Who knows what the outcome would have been. She probably would have thought me crazy and shooed me off her property, but that wasn’t the point. The point wasn’t the validity or rationality or probability of the request, it was the one asking, namely the Lord. Will I respond when He asks me to?

I don’t know where you want to go in life. I don’t know what kind of person you want to be. I don’t know what goals you hope to accomplish in 2015, but I encourage you to thoughtfully articulate them. Give them attention. Think about the man or woman you want to be and set yourself down that path. The only way you can control who you’ll be in 10, 15, or 20 years is to become that person today, this day, this moment.

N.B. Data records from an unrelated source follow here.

//! [`Report`] of a booking [`Flow`].

use std::fmt;

use booking::{
    domain::draft::{DateMode, PaymentMode},
    read::{display_price, summary},
    Flow,
};

/// Human-readable report of a booking [`Flow`], the way a customer sees it
/// before confirming.
#[derive(Clone, Copy, Debug)]
pub struct Report<'a>(pub &'a Flow);

impl fmt::Display for Report<'_> {
    fn fmt(&self, f: &mut fmt::Formatter<'_>) -> fmt::Result {
        let Self(flow) = self;
        let draft = flow.draft();
        let price = flow.price();

        let service = draft.service().map_or("-", |s| s.name.as_str());
        match &price.badge {
            Some(badge) => {
                line(f, "Service:", format_args!("{service} ({badge})"))?;
            }
            None => line(f, "Service:", service)?,
        }
        let address = flow.address().map_or("-", |a| a.display_name());
        line(f, "Address:", address)?;

        for section in flow.progress().order() {
            let mark = if flow.progress().is_completed(*section) {
                '✓'
            } else {
                ' '
            };
            let title = format!("{mark} {}:", section.title());
            line(f, &title, flow.summary(*section))?;
        }
        if draft.date_mode() != DateMode::SingleDate {
            line(f, "Weekdays:", summary::weekdays(draft.weekdays()))?;
        }

        let add_ons = flow
            .add_ons()
            .iter()
            .filter(|a| draft.add_ons().contains(&a.id))
            .map(|a| a.name.as_str())
            .collect::<Vec<_>>();
        if !add_ons.is_empty() {
            line(f, "Add-ons:", add_ons.join(", "))?;
        }

        line(f, "Booking:", summary::booking(draft))?;
        if price.is_premium() {
            line(
                f,
                "Base price:",
                format_args!(
                    "{} → {} ({}/hour)",
                    display_price(price.list_price),
                    display_price(price.base_price),
                    display_price(price.hourly_rate),
                ),
            )?;
        }
        line(
            f,
            "Total:",
            format_args!(
                "{} × {} visit(s) = {}",
                display_price(price.per_visit),
                price.visits,
                display_price(price.total),
            ),
        )?;
        match price.payment_mode {
            PaymentMode::PayNow => line(
                f,
                "Pay now:",
                format_args!(
                    "{} ({} discount, saving {})",
                    display_price(price.due()),
                    price.discount,
                    display_price(price.saving),
                ),
            )?,
            PaymentMode::PayLater => line(
                f,
                "Pay later:",
                format_args!(
                    "{} in cash on the visit",
                    display_price(price.due()),
                ),
            )?,
        }

        if let Some(field) = draft.validity().first_unmet() {
            writeln!(f, "Please select {}", field.label())
        } else if flow.can_confirm() {
            writeln!(f, "Ready to confirm")
        } else {
            Ok(())
        }
    }
}

/// Writes a single labeled line of a [`Report`].
fn line(
    f: &mut fmt::Formatter<'_>,
    label: &str,
    value: impl fmt::Display,
) -> fmt::Result {
    writeln!(f, "{label:<20}{value}")
}

#[cfg(test)]
mod spec {
    use booking::{
        domain::{Clock, TimeSlot},
        infra::Fixture,
        Config, Flow, Service,
    };
    use common::DateTime;
    use time::{Date, Month, UtcOffset};

    use crate::config::Backend;

    use super::Report;

    #[tokio::test]
    async fn reports_complete_booking() {
        let now = DateTime::from_rfc3339("2026-11-01T04:00:00Z").unwrap();
        let config = Config {
            clock: Clock::frozen(now, UtcOffset::from_hms(4, 0, 0).unwrap()),
            ..Config::default()
        };
        let svc = Service::new(config, Fixture::from(Backend::default()));
        let mut flow = Flow::new(svc.config());
        flow.load(&svc, Some(2.into())).await;
        flow.select_size("studio".parse().unwrap());
        flow.select_date(
            Date::from_calendar_date(2026, Month::November, 3).unwrap(),
        );
        flow.select_time(TimeSlot::at(9, 0).unwrap());
        flow.toggle_add_on(1.into());

        let report = Report(&flow).to_string();

        assert!(report.contains("Deep Cleaning (2x rate)"), "{report}");
        assert!(report.contains("Home"), "{report}");
        assert!(report.contains("Studio • AED 300"), "{report}");
        assert!(report.contains("Nov 3 at 9:00 AM"), "{report}");
        assert!(report.contains("Inside Fridge"), "{report}");
        assert!(report.contains("AED 340 × 1 visit(s) = AED 340"), "{report}");
        assert!(
            report.contains("AED 323 (5% discount, saving AED 17)"),
            "{report}",
        );
        assert!(report.contains("Ready to confirm"), "{report}");
    }
}
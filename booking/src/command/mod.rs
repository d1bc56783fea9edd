//! [`Command`] definition.

pub mod submit_booking;

/// [`Command`] of the [`Service`].
///
/// [`Service`]: crate::Service
pub use common::Handler as Command;

pub use self::submit_booking::SubmitBooking;
//! [`BookingRequest`] definitions.

use common::{unit, DateTimeOf};
use derive_more::{Display, Error, From};
use serde::Serialize;
use time::{PrimitiveDateTime, UtcOffset};

use super::{
    add_on, address,
    catalog::Minutes,
    draft::{BookingType, Draft, Field, PaymentMode},
    offering,
};

/// [`DateTimeOf`] a visit is scheduled at.
pub type ScheduledDateTime = DateTimeOf<unit::Schedule>;

/// [`DateTimeOf`] a booking was accepted at.
pub type SubmissionDateTime = DateTimeOf<unit::Submission>;

/// Request of a single visit handed to a backend.
#[derive(Clone, Debug, Eq, PartialEq, Serialize)]
pub struct BookingRequest {
    /// ID of the booked [`offering::ServiceOffer`].
    pub service_id: offering::Id,

    /// [`RequestKind`] of this [`BookingRequest`].
    pub booking_type: RequestKind,

    /// [`ScheduledDateTime`] of the visit.
    #[serde(with = "common::datetime::serde::rfc3339")]
    pub scheduled_date: ScheduledDateTime,

    /// Expected duration of the visit.
    pub duration_minutes: Minutes,

    /// ID of the [`address::Address`] of the visit.
    pub address_id: address::Id,

    /// IDs of the included [`add_on::AddOn`]s.
    pub add_on_ids: Vec<add_on::Id>,

    /// [`PaymentMethod`] of the visit.
    pub payment_method: PaymentMethod,
}

impl BookingRequest {
    /// Assembles [`BookingRequest`]s of every visit of the provided [`Draft`],
    /// in ascending date order.
    ///
    /// Instant bookings are scheduled at the current time.
    ///
    /// # Errors
    ///
    /// - [`ValidationError::Incomplete`] if the [`Draft`] misses some
    ///   required [`Field`].
    /// - [`ValidationError::OutOfRange`] if a visit cannot be represented as
    ///   a [`ScheduledDateTime`].
    pub fn assemble(draft: &Draft) -> Result<Vec<Self>, ValidationError> {
        use ValidationError as E;

        if let Some(field) = draft.validity().first_unmet() {
            return Err(E::Incomplete(field));
        }
        let service_id = draft.service().ok_or(E::Incomplete(Field::Service))?.id;
        let address_id = draft.address().ok_or(E::Incomplete(Field::Address))?;
        let duration_minutes =
            draft.duration().ok_or(E::Incomplete(Field::Size))?;

        let request = |scheduled_date: ScheduledDateTime| Self {
            service_id,
            booking_type: draft.booking_type().into(),
            scheduled_date,
            duration_minutes,
            address_id,
            add_on_ids: draft.add_ons().iter().copied().collect(),
            payment_method: draft.payment_mode().into(),
        };

        let clock = draft.clock();
        if draft.booking_type() == BookingType::Instant {
            return Ok(vec![request(clock.now().coerce())]);
        }

        let time = draft
            .selected_time()
            .and_then(|slot| slot.time())
            .ok_or(E::Incomplete(Field::Time))?;
        draft
            .final_dates()
            .into_iter()
            .map(|date| {
                ScheduledDateTime::from_local(date, time, clock.offset())
                    .map(request)
                    .map_err(E::OutOfRange)
            })
            .collect()
    }

    /// Returns the wall-clock date and time of this [`BookingRequest`] in the
    /// provided locale `offset`.
    #[must_use]
    pub fn local(&self, offset: UtcOffset) -> PrimitiveDateTime {
        let at =
            time::OffsetDateTime::from(self.scheduled_date).to_offset(offset);
        PrimitiveDateTime::new(at.date(), at.time())
    }
}

/// Kind of a [`BookingRequest`] as a backend knows it.
#[derive(Clone, Copy, Debug, Display, Eq, PartialEq, Serialize)]
#[serde(rename_all = "lowercase")]
pub enum RequestKind {
    /// Cleaning as soon as possible.
    #[display("instant")]
    Instant,

    /// Cleaning at a scheduled time.
    #[display("single")]
    Single,
}

impl From<BookingType> for RequestKind {
    fn from(ty: BookingType) -> Self {
        match ty {
            BookingType::Instant => Self::Instant,
            BookingType::Scheduled => Self::Single,
        }
    }
}

/// Payment method of a [`BookingRequest`].
#[derive(Clone, Copy, Debug, Display, Eq, PartialEq, Serialize)]
#[serde(rename_all = "lowercase")]
pub enum PaymentMethod {
    /// Paid upfront by card.
    #[display("card")]
    Card,

    /// Paid in cash on the visit.
    #[display("cash")]
    Cash,
}

impl From<PaymentMode> for PaymentMethod {
    fn from(mode: PaymentMode) -> Self {
        match mode {
            PaymentMode::PayNow => Self::Card,
            PaymentMode::PayLater => Self::Cash,
        }
    }
}

/// Booking accepted by a backend.
#[derive(Clone, Debug, Eq, PartialEq)]
pub struct Receipt {
    /// ID of the accepted booking.
    pub id: Id,

    /// Accepted [`BookingRequest`].
    pub request: BookingRequest,

    /// [`SubmissionDateTime`] when the booking was accepted.
    pub accepted_at: SubmissionDateTime,
}

/// ID of an accepted booking.
#[derive(
    Clone, Copy, Debug, Display, Eq, From, Hash, Ord, PartialEq, PartialOrd,
)]
pub struct Id(i64);

/// Error of assembling a [`BookingRequest`].
#[derive(Clone, Copy, Debug, Display, Error, Eq, PartialEq)]
pub enum ValidationError {
    /// Required [`Field`] is missing or invalid.
    #[display("Please select {}", _0.label())]
    Incomplete(#[error(not(source))] Field),

    /// Visit date and time are out of the supported range.
    #[display("Visit time is out of range: {_0}")]
    OutOfRange(time::error::ComponentRange),
}
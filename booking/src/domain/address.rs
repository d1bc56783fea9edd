//! [`Address`] definitions.

use derive_more::{Display, From, FromStr, Into};
use serde::{Deserialize, Serialize};

/// Saved address of a customer a cleaning happens at.
#[derive(Clone, Debug, Deserialize, Eq, PartialEq, Serialize)]
pub struct Address {
    /// ID of this [`Address`].
    pub id: Id,

    /// Customer-given label of this [`Address`] (`Home`, `Office`).
    #[serde(default)]
    pub label: Option<String>,

    /// Street address line.
    pub address: String,

    /// City of this [`Address`].
    pub city: String,

    /// Postal code of this [`Address`].
    #[serde(default)]
    pub postal_code: Option<String>,

    /// Indicator whether this [`Address`] is the customer's default one.
    #[serde(default)]
    pub is_default: bool,
}

impl Address {
    /// Picks the [`Address`] a booking preselects: the one marked as default,
    /// otherwise the first one.
    #[must_use]
    pub fn preferred(addresses: &[Self]) -> Option<&Self> {
        addresses
            .iter()
            .find(|a| a.is_default)
            .or_else(|| addresses.first())
    }

    /// Returns the short name of this [`Address`] for display: its label, or
    /// the street address if there is no label.
    #[must_use]
    pub fn display_name(&self) -> &str {
        self.label
            .as_deref()
            .filter(|l| !l.trim().is_empty())
            .unwrap_or(&self.address)
    }
}

/// ID of an [`Address`].
#[derive(
    Clone,
    Copy,
    Debug,
    Deserialize,
    Display,
    Eq,
    From,
    FromStr,
    Hash,
    Into,
    Ord,
    PartialEq,
    PartialOrd,
    Serialize,
)]
#[serde(transparent)]
pub struct Id(i64);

As for me, my aim is to 1) actively listen and 2) respond immediately when the Lord calls.

Sunday, December 14, 2014

Too Much Stuff, Too Little Gospel

It’s about ten thirty in the evening. My wife and I stumble into our darkened house setting down our bags with a thud. My daughter, who at this point is far beyond tired, acts as if she has no skeletal structure and collapses into the floor in a heap as we attempt to get off her hat and coat. We are just returning home from a youth group Christmas party. It was a slow-burn affair culminating in a (most unexpected) chaotic game of Red Light, Green Light. It was good seeing the students who turned out for the event but it got me thinking: how much time, energy, and resources I spend putting together game nights, retreats, and overnighters. We have established patterns and systems that keep our ministry going throughout the year. Now don’t get me wrong, these systems are useful and serve the purpose of gathering us together (a Biblical command) but as I contemplate where the greatest percentage of my time goes I, wonder if my resources are being best allocated. If I’m honest, the bulk of my time goes into maintaining systems.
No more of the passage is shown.